Exercise aim: What appears in the data must be reproduced exactly.

Exercise material:

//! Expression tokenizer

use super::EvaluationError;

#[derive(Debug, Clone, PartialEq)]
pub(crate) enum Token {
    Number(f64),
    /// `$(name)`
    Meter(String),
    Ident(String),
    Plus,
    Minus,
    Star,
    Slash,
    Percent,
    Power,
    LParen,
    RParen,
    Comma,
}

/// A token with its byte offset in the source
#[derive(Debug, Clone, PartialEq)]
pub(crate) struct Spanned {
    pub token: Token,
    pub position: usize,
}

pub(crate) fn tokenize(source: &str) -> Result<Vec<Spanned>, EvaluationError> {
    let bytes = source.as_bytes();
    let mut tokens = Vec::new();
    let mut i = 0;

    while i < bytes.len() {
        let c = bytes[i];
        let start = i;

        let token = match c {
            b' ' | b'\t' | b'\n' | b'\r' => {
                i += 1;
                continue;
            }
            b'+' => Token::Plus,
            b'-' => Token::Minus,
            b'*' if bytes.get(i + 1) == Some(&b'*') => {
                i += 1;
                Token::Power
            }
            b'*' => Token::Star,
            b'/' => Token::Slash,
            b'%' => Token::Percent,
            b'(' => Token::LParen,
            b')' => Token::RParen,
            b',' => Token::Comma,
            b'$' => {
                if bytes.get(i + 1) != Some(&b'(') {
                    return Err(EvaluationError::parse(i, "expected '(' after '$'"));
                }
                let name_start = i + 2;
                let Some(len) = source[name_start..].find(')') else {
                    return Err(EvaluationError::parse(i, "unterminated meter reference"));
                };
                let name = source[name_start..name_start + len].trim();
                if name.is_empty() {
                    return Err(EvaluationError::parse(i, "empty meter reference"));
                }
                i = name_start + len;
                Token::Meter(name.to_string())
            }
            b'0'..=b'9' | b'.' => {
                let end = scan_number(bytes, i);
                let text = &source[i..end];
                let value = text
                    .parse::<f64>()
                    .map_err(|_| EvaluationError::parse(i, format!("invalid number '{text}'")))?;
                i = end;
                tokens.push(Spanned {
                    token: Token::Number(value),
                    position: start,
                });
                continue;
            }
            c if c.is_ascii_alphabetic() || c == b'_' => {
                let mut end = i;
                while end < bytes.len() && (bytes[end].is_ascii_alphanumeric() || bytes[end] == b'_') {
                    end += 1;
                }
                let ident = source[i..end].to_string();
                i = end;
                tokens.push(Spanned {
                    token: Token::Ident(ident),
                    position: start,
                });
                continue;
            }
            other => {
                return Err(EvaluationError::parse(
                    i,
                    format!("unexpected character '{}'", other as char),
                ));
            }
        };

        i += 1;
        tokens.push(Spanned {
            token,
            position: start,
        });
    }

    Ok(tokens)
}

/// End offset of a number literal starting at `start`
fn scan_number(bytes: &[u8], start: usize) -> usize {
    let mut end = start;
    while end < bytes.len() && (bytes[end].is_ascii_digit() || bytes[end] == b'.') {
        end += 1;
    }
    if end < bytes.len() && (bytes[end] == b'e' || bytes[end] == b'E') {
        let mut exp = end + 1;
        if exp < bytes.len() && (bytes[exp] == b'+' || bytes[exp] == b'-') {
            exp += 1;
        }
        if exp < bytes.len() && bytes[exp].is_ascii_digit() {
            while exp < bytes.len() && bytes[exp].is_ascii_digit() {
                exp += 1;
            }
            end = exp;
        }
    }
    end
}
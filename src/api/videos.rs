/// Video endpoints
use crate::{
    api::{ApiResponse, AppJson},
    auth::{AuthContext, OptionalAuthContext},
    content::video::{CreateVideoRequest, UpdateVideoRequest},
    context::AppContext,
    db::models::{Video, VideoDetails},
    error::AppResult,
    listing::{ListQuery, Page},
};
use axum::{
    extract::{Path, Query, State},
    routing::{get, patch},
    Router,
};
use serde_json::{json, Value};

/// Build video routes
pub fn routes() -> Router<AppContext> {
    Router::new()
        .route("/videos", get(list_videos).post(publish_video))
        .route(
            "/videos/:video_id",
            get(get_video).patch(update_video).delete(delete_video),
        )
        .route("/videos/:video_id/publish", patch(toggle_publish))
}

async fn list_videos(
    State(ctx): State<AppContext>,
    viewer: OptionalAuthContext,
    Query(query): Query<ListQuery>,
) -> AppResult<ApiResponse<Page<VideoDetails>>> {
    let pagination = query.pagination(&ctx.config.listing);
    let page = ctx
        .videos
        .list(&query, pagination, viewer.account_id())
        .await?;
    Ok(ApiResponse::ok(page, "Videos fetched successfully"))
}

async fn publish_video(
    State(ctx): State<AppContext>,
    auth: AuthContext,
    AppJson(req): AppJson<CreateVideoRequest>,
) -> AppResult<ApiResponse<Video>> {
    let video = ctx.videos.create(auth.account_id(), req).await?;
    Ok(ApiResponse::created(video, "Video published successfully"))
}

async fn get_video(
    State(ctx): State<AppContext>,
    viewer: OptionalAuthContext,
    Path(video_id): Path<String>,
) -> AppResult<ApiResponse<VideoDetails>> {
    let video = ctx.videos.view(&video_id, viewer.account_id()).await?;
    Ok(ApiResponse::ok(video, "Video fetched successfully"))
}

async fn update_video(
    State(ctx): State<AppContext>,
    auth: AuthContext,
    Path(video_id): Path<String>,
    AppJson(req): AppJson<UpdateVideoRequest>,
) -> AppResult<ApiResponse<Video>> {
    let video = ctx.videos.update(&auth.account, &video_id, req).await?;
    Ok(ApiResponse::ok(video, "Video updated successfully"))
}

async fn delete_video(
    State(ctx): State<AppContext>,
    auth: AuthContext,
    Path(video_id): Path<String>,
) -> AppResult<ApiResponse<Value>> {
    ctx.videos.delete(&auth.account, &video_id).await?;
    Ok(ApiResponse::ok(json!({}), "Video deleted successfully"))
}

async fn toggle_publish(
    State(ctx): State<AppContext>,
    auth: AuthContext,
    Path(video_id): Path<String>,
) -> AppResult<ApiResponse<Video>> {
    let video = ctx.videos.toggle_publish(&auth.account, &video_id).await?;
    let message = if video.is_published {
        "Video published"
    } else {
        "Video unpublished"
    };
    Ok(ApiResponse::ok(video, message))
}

Answer space:
//! Expression tokenizer

use super::EvaluationError;

#[derive(Debug, Clone, PartialEq)]
pub(crate) enum Token {
    Number(f64),
    /// `$(name)`
    Meter(String),
    Ident(String),
    Plus,
    Minus,
    Star,
    Slash,
    Percent,
    Power,
    LParen,
    RParen,
    Comma,
}

/// A token with its byte offset in the source
#[derive(Debug, Clone, PartialEq)]
pub(crate) struct Spanned {
    pub token: Token,
    pub position: usize,
}

pub(crate) fn tokenize(source: &str) -> Result<Vec<Spanned>, EvaluationError> {
    let bytes = source.as_bytes();
    let mut tokens = Vec::new();
    let mut i = 0;

    while i < bytes.len() {
        let c = bytes[i];
        let start = i;

        let token = match c {
            b' ' | b'\t' | b'\n' | b'\r' => {
                i += 1;
                continue;
            }
            b'+' => Token::Plus,
            b'-' => Token::Minus,
            b'*' if bytes.get(i + 1) == Some(&b'*') => {
                i += 1;
                Token::Power
            }
            b'*' => Token::Star,
            b'/' => Token::Slash,
            b'%' => Token::Percent,
            b'(' => Token::LParen,
            b')' => Token::RParen,
            b',' => Token::Comma,
            b'$' => {
                if bytes.get(i + 1) != Some(&b'(') {
                    return Err(EvaluationError::parse(i, "expected '(' after '$'"));
                }
                let name_start = i + 2;
                let Some(len) = source[name_start..].find(')') else {
                    return Err(EvaluationError::parse(i, "unterminated meter reference"));
                };
                let name = source[name_start..name_start + len].trim();
                if name.is_empty() {
                    return Err(EvaluationError::parse(i, "empty meter reference"));
                }
                i = name_start + len;
                Token::Meter(name.to_string())
            }
            b'0'..=b'9' | b'.' => {
                let end = scan_number(bytes, i);
                let text = &source[i..end];
                let value = text
                    .parse::<f64>()
                    .map_err(|_| EvaluationError::parse(i, format!("invalid number '{text}'")))?;
                i = end;
                tokens.push(Spanned {
                    token: Token::Number(value),
                    position: start,
                });
                continue;
            }
            c if c.is_ascii_alphabetic() || c == b'_' => {
                let mut end = i;
                while end < bytes.len() && (bytes[end].is_ascii_alphanumeric() || bytes[end] == b'_') {
                    end += 1;
                }
                let ident = source[i..end].to_string();
                i = end;
                tokens.push(Spanned {
                    token: Token::Ident(ident),
                    position: start,
                });
                continue;
            }
            other => {
                return Err(EvaluationError::parse(
                    i,
                    format!("unexpected character '{}'", other as char),
                ));
            }
        };

        i += 1;
        tokens.push(Spanned {
            token,
            position: start,
        });
    }

    Ok(tokens)
}

/// End offset of a number literal starting at `start`
fn scan_number(bytes: &[u8], start: usize) -> usize {
    let mut end = start;
    while end < bytes.len() && (bytes[end].is_ascii_digit() || bytes[end] == b'.') {
        end += 1;
    }
    if end < bytes.len() && (bytes[end] == b'e' || bytes[end] == b'E') {
        let mut exp = end + 1;
        if exp < bytes.len() && (bytes[exp] == b'+' || bytes[exp] == b'-') {
            exp += 1;
        }
        if exp < bytes.len() && bytes[exp].is_ascii_digit() {
            while exp < bytes.len() && bytes[exp].is_ascii_digit() {
                exp += 1;
            }
            end = exp;
        }
    }
    end
}
filename src/api/videos.rs
/// Video endpoints
use crate::{
    api::{ApiResponse, AppJson},
    auth::{AuthContext, OptionalAuthContext},
    content::video::{CreateVideoRequest, UpdateVideoRequest},
    context::AppContext,
    db::models::{Video, VideoDetails},
    error::AppResult,
    listing::{ListQuery, Page},
};
use axum::{
    extract::{Path, Query, State},
    routing::{get, patch},
    Router,
};
use serde_json::{json, Value};

/// Build video routes
pub fn routes() -> Router<AppContext> {
    Router::new()
        .route("/videos", get(list_videos).post(publish_video))
        .route(
            "/videos/:video_id",
            get(get_video).patch(update_video).delete(delete_video),
        )
        .route("/videos/:video_id/publish", patch(toggle_publish))
}

async fn list_videos(
    State(ctx): State<AppContext>,
    viewer: OptionalAuthContext,
    Query(query): Query<ListQuery>,
) -> AppResult<ApiResponse<Page<VideoDetails>>> {
    let pagination = query.pagination(&ctx.config.listing);
    let page = ctx
        .videos
        .list(&query, pagination, viewer.account_id())
        .await?;
    Ok(ApiResponse::ok(page, "Videos fetched successfully"))
}

async fn publish_video(
    State(ctx): State<AppContext>,
    auth: AuthContext,
    AppJson(req): AppJson<CreateVideoRequest>,
) -> AppResult<ApiResponse<Video>> {
    let video = ctx.videos.create(auth.account_id(), req).await?;
    Ok(ApiResponse::created(video, "Video published successfully"))
}

async fn get_video(
    State(ctx): State<AppContext>,
    viewer: OptionalAuthContext,
    Path(video_id): Path<String>,
) -> AppResult<ApiResponse<VideoDetails>> {
    let video = ctx.videos.view(&video_id, viewer.account_id()).await?;
    Ok(ApiResponse::ok(video, "Video fetched successfully"))
}

async fn update_video(
    State(ctx): State<AppContext>,
    auth: AuthContext,
    Path(video_id): Path<String>,
    AppJson(req): AppJson<UpdateVideoRequest>,
) -> AppResult<ApiResponse<Video>> {
    let video = ctx.videos.update(&auth.account, &video_id, req).await?;
    Ok(ApiResponse::ok(video, "Video updated successfully"))
}

async fn delete_video(
    State(ctx): State<AppContext>,
    auth: AuthContext,
    Path(video_id): Path<String>,
) -> AppResult<ApiResponse<Value>> {
    ctx.videos.delete(&auth.account, &video_id).await?;
    Ok(ApiResponse::ok(json!({}), "Video deleted successfully"))
}

async fn toggle_publish(
    State(ctx): State<AppContext>,
    auth: AuthContext,
    Path(video_id): Path<String>,
) -> AppResult<ApiResponse<Video>> {
    let video = ctx.videos.toggle_publish(&auth.account, &video_id).await?;
    let message = if video.is_published {
        "Video published"
    } else {
        "Video unpublished"
    };
    Ok(ApiResponse::ok(video, message))
}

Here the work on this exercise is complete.